Repeat exactly, and only, the lines of the entries below from the one with "for this symbol." through the one with "function record's signature.", both ends included.

(DATA SECTION Opens)

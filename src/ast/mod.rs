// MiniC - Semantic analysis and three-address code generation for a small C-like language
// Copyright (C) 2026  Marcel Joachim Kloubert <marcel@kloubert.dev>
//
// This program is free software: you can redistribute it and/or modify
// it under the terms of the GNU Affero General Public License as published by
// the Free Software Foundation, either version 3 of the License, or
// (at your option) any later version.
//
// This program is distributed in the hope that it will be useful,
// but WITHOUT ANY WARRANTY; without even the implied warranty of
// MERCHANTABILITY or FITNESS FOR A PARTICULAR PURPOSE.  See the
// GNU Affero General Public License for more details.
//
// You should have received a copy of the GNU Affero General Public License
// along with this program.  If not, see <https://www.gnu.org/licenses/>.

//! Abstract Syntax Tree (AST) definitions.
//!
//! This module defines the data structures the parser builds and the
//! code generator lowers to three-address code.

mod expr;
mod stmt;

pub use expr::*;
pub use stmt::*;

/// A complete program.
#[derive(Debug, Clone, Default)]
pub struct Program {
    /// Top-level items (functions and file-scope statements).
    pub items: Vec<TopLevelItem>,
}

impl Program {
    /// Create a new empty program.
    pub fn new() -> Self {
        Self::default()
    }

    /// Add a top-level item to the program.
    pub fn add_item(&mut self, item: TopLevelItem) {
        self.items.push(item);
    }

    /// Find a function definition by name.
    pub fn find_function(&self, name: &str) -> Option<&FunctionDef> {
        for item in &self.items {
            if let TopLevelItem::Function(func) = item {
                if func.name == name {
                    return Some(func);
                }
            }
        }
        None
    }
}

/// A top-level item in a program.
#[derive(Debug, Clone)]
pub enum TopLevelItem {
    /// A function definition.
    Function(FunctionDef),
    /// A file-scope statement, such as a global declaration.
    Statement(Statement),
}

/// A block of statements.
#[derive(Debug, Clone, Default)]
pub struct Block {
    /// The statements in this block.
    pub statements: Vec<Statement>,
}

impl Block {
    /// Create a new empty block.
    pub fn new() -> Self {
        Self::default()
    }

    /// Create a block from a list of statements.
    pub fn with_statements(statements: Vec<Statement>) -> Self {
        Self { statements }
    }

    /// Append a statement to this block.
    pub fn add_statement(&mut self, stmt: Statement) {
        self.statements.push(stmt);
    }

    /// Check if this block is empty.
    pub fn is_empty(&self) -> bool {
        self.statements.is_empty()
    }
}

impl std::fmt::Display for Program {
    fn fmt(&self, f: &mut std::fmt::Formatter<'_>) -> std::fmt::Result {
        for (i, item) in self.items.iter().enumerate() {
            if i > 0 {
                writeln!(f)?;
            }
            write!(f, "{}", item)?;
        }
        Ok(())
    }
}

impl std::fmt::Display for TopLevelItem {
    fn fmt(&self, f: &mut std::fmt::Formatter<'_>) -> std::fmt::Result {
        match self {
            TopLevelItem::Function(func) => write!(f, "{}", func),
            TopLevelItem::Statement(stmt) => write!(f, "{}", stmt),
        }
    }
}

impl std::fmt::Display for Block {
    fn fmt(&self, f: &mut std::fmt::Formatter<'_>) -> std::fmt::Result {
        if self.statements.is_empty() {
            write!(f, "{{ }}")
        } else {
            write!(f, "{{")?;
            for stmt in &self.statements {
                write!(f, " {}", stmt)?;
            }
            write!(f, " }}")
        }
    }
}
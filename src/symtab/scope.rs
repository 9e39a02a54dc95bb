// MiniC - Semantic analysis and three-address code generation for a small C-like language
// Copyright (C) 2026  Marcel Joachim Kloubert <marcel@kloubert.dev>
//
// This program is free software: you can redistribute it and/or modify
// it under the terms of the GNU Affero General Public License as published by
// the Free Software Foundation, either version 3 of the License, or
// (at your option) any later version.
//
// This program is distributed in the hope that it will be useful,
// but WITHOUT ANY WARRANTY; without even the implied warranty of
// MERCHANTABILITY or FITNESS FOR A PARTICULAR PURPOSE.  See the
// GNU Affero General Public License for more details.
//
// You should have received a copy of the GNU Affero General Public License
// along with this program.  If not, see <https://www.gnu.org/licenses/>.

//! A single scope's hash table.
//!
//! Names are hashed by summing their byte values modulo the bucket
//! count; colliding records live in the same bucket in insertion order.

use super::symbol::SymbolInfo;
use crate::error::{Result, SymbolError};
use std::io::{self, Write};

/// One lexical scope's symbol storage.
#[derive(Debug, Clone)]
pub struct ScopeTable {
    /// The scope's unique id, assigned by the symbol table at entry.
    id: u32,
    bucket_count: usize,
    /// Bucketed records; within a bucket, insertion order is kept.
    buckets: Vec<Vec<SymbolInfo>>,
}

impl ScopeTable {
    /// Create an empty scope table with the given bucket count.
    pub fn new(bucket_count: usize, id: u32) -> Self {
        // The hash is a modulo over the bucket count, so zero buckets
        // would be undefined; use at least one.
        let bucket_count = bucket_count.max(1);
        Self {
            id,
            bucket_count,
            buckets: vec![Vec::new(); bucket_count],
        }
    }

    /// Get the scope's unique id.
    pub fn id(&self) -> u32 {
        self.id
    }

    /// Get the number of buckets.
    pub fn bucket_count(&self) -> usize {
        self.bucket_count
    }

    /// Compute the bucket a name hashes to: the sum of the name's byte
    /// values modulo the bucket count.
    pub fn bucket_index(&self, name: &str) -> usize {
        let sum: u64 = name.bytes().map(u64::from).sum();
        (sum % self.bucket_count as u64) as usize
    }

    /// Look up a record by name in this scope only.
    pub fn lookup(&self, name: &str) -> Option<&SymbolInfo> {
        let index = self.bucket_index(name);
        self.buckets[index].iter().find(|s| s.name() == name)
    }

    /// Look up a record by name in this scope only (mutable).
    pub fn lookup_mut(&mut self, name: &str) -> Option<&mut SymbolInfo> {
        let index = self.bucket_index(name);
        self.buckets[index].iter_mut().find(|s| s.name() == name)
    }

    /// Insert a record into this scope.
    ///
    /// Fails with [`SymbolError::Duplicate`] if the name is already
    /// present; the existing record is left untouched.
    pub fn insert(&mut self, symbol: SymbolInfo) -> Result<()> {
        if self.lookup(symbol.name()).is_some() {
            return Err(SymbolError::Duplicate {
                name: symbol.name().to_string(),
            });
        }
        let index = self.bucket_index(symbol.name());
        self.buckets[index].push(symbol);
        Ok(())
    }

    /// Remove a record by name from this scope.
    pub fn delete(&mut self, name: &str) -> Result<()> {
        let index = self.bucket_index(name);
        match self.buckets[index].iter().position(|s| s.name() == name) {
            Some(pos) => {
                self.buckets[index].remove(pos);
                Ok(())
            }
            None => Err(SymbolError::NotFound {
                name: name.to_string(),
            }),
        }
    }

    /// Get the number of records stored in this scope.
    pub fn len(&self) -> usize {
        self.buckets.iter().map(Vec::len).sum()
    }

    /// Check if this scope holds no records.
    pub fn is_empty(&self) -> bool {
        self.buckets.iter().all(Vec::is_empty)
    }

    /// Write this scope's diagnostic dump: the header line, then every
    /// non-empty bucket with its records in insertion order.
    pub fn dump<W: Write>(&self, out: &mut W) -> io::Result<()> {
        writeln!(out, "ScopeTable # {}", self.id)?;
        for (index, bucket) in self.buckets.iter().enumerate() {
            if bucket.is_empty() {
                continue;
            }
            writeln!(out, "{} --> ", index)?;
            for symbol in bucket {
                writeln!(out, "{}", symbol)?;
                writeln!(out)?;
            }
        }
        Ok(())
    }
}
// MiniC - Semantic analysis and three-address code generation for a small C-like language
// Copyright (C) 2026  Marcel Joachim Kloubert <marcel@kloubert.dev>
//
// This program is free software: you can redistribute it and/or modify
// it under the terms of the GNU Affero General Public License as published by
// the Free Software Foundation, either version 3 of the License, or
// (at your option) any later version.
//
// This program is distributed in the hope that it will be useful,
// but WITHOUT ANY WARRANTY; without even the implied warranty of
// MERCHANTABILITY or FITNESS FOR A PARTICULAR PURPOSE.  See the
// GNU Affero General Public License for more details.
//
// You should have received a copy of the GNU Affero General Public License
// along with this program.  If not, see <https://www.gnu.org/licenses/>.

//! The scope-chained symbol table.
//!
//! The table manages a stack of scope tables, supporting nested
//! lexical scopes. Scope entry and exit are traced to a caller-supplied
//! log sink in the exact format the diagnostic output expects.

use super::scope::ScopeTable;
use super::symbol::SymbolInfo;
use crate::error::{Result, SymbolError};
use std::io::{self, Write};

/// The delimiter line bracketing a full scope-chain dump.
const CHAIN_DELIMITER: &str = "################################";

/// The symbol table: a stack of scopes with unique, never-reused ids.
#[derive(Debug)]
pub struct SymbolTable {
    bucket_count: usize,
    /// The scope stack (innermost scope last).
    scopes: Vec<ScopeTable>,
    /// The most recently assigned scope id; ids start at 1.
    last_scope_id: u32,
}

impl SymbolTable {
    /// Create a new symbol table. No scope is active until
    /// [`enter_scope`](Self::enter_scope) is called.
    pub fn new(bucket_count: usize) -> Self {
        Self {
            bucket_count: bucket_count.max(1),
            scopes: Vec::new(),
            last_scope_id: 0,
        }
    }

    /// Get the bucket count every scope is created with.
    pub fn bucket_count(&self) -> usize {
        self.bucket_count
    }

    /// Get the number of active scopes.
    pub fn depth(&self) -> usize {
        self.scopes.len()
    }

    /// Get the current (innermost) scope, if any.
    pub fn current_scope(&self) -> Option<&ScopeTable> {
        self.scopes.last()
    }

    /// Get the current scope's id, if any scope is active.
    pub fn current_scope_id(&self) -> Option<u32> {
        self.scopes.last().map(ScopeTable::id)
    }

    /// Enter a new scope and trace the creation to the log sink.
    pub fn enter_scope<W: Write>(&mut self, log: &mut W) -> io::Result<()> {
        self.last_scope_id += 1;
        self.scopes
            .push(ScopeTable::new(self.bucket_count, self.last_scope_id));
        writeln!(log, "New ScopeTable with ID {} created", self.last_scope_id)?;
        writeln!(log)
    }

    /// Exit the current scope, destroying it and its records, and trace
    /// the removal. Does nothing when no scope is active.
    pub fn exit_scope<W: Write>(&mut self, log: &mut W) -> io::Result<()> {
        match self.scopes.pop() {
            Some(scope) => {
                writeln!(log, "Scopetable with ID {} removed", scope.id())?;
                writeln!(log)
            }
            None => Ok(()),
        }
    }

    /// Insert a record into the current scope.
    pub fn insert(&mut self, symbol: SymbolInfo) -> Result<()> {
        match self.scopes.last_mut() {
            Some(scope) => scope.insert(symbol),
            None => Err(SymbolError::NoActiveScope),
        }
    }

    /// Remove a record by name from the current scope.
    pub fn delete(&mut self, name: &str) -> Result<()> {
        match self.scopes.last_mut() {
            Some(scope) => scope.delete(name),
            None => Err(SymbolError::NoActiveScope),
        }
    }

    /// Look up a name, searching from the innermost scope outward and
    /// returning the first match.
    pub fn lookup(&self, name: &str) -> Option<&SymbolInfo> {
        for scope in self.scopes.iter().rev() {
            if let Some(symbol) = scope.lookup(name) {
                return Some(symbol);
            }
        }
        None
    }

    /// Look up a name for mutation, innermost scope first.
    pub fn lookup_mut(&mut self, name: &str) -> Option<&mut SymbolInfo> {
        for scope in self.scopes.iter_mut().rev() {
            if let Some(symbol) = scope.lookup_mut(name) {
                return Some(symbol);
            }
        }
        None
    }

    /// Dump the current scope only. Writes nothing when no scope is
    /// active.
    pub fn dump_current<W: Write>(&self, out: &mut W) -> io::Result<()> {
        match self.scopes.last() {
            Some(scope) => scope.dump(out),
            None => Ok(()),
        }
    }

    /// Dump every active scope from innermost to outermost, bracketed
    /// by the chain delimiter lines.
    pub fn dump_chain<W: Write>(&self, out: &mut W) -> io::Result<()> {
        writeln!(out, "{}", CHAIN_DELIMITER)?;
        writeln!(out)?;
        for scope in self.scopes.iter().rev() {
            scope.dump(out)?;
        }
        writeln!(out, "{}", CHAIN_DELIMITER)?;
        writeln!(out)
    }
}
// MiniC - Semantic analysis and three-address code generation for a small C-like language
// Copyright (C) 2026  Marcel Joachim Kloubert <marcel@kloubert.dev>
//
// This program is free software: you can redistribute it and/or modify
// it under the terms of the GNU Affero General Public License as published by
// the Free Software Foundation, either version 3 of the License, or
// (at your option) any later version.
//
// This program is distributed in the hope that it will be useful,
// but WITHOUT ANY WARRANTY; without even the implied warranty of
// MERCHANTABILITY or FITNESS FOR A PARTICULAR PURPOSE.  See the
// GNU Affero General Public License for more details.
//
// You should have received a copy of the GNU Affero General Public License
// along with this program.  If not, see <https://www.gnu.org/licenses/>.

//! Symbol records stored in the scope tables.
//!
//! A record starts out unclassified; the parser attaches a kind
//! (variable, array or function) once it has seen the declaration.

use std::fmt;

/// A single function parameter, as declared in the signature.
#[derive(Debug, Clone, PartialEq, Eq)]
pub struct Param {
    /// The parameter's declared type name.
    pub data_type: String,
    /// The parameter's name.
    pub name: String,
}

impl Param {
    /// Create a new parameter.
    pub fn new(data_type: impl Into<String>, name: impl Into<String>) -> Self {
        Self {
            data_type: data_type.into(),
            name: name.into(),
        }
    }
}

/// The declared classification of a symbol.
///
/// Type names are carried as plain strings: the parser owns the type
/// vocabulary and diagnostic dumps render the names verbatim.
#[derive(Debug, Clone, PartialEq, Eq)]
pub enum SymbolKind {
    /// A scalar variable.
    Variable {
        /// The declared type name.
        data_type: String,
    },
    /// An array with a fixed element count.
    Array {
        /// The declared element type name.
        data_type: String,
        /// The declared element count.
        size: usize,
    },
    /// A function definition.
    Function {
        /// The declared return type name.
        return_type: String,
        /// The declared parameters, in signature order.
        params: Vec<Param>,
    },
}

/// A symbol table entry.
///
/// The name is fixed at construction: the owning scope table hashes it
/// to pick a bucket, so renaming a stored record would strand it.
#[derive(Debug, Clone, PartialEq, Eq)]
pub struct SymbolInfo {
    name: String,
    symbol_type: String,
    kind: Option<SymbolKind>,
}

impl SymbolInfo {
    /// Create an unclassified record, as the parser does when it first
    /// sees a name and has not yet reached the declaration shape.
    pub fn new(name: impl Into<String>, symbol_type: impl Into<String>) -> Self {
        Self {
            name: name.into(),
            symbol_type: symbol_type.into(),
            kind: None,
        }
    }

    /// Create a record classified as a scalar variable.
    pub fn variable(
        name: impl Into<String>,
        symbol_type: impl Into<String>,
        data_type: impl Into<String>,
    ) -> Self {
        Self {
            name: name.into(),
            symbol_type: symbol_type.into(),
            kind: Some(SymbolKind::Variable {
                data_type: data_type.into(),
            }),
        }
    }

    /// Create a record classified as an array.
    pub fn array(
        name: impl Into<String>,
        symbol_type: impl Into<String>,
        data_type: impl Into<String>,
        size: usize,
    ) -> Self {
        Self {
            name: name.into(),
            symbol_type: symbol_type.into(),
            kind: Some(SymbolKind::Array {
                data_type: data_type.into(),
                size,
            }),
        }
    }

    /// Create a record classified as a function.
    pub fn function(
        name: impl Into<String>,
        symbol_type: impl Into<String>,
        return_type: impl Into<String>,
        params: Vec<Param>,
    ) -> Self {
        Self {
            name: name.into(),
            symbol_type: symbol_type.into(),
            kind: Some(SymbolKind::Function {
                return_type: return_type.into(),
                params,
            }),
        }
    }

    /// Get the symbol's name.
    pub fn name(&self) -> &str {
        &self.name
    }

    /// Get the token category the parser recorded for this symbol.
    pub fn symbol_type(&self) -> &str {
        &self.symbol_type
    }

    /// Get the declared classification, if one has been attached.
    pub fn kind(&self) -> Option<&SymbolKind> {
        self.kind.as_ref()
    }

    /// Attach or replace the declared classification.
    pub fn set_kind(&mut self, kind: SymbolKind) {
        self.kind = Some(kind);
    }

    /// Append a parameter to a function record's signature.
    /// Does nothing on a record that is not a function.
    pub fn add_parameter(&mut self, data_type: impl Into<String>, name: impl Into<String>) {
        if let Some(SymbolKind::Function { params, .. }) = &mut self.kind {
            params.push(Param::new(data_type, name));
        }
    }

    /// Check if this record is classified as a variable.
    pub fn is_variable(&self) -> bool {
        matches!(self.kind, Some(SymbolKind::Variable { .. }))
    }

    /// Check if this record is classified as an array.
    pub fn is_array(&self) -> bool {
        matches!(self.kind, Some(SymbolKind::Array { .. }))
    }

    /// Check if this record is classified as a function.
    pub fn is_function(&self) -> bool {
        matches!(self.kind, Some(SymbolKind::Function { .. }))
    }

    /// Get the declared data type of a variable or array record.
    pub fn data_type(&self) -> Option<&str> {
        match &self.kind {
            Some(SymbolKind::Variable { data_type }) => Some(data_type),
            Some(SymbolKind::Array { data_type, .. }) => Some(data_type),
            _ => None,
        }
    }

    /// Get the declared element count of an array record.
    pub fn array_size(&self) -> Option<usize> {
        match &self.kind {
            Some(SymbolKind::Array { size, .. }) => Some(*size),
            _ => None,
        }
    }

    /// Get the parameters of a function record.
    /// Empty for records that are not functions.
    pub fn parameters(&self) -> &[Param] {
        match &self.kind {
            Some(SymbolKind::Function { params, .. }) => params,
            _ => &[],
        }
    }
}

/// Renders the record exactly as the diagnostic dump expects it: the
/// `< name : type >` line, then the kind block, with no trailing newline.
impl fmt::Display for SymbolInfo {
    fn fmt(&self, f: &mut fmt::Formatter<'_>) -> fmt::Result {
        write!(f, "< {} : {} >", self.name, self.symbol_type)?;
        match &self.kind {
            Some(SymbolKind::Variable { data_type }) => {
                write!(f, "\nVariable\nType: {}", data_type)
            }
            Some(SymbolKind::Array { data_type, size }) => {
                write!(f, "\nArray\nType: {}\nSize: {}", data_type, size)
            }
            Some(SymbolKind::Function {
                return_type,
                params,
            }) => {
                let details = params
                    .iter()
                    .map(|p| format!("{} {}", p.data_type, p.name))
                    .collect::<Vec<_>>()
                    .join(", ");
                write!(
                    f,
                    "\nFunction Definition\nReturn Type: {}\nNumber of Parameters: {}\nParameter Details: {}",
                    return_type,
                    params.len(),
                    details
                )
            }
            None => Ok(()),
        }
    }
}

(DATA SECTION Closes)

OUTPUT FOR THIS EXERCISE:
    /// Get the token category the parser recorded for this symbol.
    pub fn symbol_type(&self) -> &str {
        &self.symbol_type
    }

    /// Get the declared classification, if one has been attached.
    pub fn kind(&self) -> Option<&SymbolKind> {
        self.kind.as_ref()
    }

    /// Attach or replace the declared classification.
    pub fn set_kind(&mut self, kind: SymbolKind) {
        self.kind = Some(kind);
    }

    /// Append a parameter to a function record's signature.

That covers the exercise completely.